A LOGICAL CONCLUSION, OR ILLOGICAL LEGISLATION?
While everyone can agree that applying lawn fertilizer — any fertilizer — prior to rainfall is a bad idea, not even the scientists currently agree on whether or not lawn fertilizer products are really the reason for phosphorus overloads in our fresh water bodies. Professor John Lehman’s research seems to indicate that phosphorus bans in lawn fertilizer are having a positive impact in Michigan. Dr. George Synder from the University of Florida is less than convinced, however.
“If we try to keep phosphorus down to the limits set by some of this legislation, then our plants won’t make it,” he said today. “Lawns need phosphorus to thrive and if you take all the supplemental phosphorus out of the equation, then the lawns will thin out and even more leaching of nutrients will occur.”
THE LOOPHOLES & THE LAWN SEED
While we believe someone should talk sense into Gov. Dan Malloy and help him decide to send the bill back to the legislature to put the organic exemption in place, the garden centers and homeowners should take a hard look at two loopholes within the law and see them as an educational, sales and lawn care opportunity.
First off, anyone with a soil test in hand showing that the soil is deficient in phosphorus can legally buy and apply fertilizers containing the element. Rule No. 1 in organic lawn care is to start with a soil test so you know exactly what you ought to be applying. It’s just common sense . . . Don’t spend money on products that you don’t need.
Secondly, anyone who is starting a lawn — or repairing an existing lawn — can also apply fertilizers containing phosphorus, even if this new law goes into effect. That means if you’re applying grass seed to obtain a thicker, more lush lawn, then the P is PERFECTLY legal.
Overseeding the lawn every fall is another essential part of the SafeLawns annual program. So is overseeding at any time of year when the grass is thin or bare.

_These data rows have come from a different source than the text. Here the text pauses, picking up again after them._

use chrono::{DateTime, Utc};
use serde::{Deserialize, Serialize};
use uuid::Uuid;

#[derive(Debug, Clone, Copy, Serialize, Deserialize, PartialEq, Eq, Hash)]
pub enum ProjectStatus {
    Active,
    Draft,
    Completed,
}

impl ProjectStatus {
    pub fn as_str(&self) -> &'static str {
        match self {
            ProjectStatus::Active => "Active",
            ProjectStatus::Draft => "Draft",
            ProjectStatus::Completed => "Completed",
        }
    }

    pub fn all() -> Vec<ProjectStatus> {
        vec![
            ProjectStatus::Active,
            ProjectStatus::Draft,
            ProjectStatus::Completed,
        ]
    }
}

/// Primary material a project assesses.
#[derive(Debug, Clone, Copy, Serialize, Deserialize, PartialEq, Eq, Default)]
pub enum MaterialType {
    #[default]
    Steel,
    Aluminum,
    Copper,
    Other,
}

impl MaterialType {
    pub fn as_str(&self) -> &'static str {
        match self {
            MaterialType::Steel => "Steel",
            MaterialType::Aluminum => "Aluminum",
            MaterialType::Copper => "Copper",
            MaterialType::Other => "Other",
        }
    }

    pub fn all() -> Vec<MaterialType> {
        vec![
            MaterialType::Steel,
            MaterialType::Aluminum,
            MaterialType::Copper,
            MaterialType::Other,
        ]
    }

    // <select> option values are the display labels
    pub fn from_value(value: &str) -> Option<MaterialType> {
        Self::all().into_iter().find(|m| m.as_str() == value)
    }
}

#[derive(Debug, Clone, Serialize, Deserialize, PartialEq)]
#[serde(rename_all = "camelCase")]
pub struct Project {
    pub id: String,
    pub name: String,
    pub description: String,
    pub created_date: DateTime<Utc>,
    pub last_modified: DateTime<Utc>,
    pub status: ProjectStatus,
    #[serde(rename = "type")]
    pub material: MaterialType,
}

impl Project {
    /// Builds a fresh `Draft` project stamped with `now`.
    pub fn new(name: String, description: String, material: MaterialType, now: DateTime<Utc>) -> Self {
        Self {
            id: Uuid::new_v4().to_string(),
            name,
            description,
            created_date: now,
            last_modified: now,
            status: ProjectStatus::Draft,
            material,
        }
    }

    pub fn apply_draft(&mut self, name: String, description: String, material: MaterialType, now: DateTime<Utc>) {
        self.name = name;
        self.description = description;
        self.material = material;
        self.last_modified = now;
    }
}

/// Form contents submitted by the create and edit dialogs.
#[derive(Debug, Clone, Default, PartialEq)]
pub struct ProjectDraft {
    pub name: String,
    pub description: String,
    pub material: MaterialType,
}

impl ProjectDraft {
    pub fn new(name: impl Into<String>, description: impl Into<String>, material: MaterialType) -> Self {
        Self {
            name: name.into(),
            description: description.into(),
            material,
        }
    }

    /// Trimmed name, or `None` when it is blank.
    pub fn trimmed_name(&self) -> Option<String> {
        let name = self.name.trim();
        if name.is_empty() {
            None
        } else {
            Some(name.to_string())
        }
    }
}

#[cfg(test)]
mod tests {
    use super::*;

    #[test]
    fn new_project_starts_as_draft_with_matching_dates() {
        let now = Utc::now();
        let project = Project::new("Beam".into(), String::new(), MaterialType::Steel, now);
        assert_eq!(project.status, ProjectStatus::Draft);
        assert_eq!(project.created_date, now);
        assert_eq!(project.last_modified, now);
        assert!(!project.id.is_empty());
    }

    #[test]
    fn blank_draft_names_are_rejected() {
        assert_eq!(ProjectDraft::new("   ", "d", MaterialType::Other).trimmed_name(), None);
        assert_eq!(
            ProjectDraft::new("  Foo ", "", MaterialType::Other).trimmed_name(),
            Some("Foo".to_string())
        );
    }

    #[test]
    fn material_round_trips_through_option_value() {
        for material in MaterialType::all() {
            assert_eq!(MaterialType::from_value(material.as_str()), Some(material));
        }
        assert_eq!(MaterialType::from_value("Plastic"), None);
    }

    #[test]
    fn serializes_with_camel_case_fields_and_type_key() {
        let project = Project::new("Can".into(), "d".into(), MaterialType::Aluminum, Utc::now());
        let json = serde_json::to_value(&project).unwrap();
        assert_eq!(json["type"], "Aluminum");
        assert_eq!(json["status"], "Draft");
        assert!(json.get("createdDate").is_some());
        assert!(json.get("lastModified").is_some());
    }
}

I suggested to Dave Blanchette that the state’s impending phosphorus ban could be seen as an opportunity to sell a lot more grass seed at Agway. He laughed rather nervously.
It’s true, though. If organic lawn care proponents stress the importance of overseeding as a means to keep a lawn healthy and mostly grass, then they can continue to promote and sell organic lawn fertilizer products that contain phosphorus.
MEANWHILE . . .
Everyone should ultimately be in favor of doing the right thing for the environment at large and not just their own lawn or product. To that end, Spargo let us know about a relatively new initiative in the Northeast Voluntary Turf Fertilizer Initiative, which appears to be a collaborate effort to engage manufacturers, academics and others in a conversation that will result in the best possible solution. Check it out: http://www.neiwpcc.org/turffertilizer.asp.
Keeping everyone talking is a better alternative than sitting back and hoping the legislators will get it right.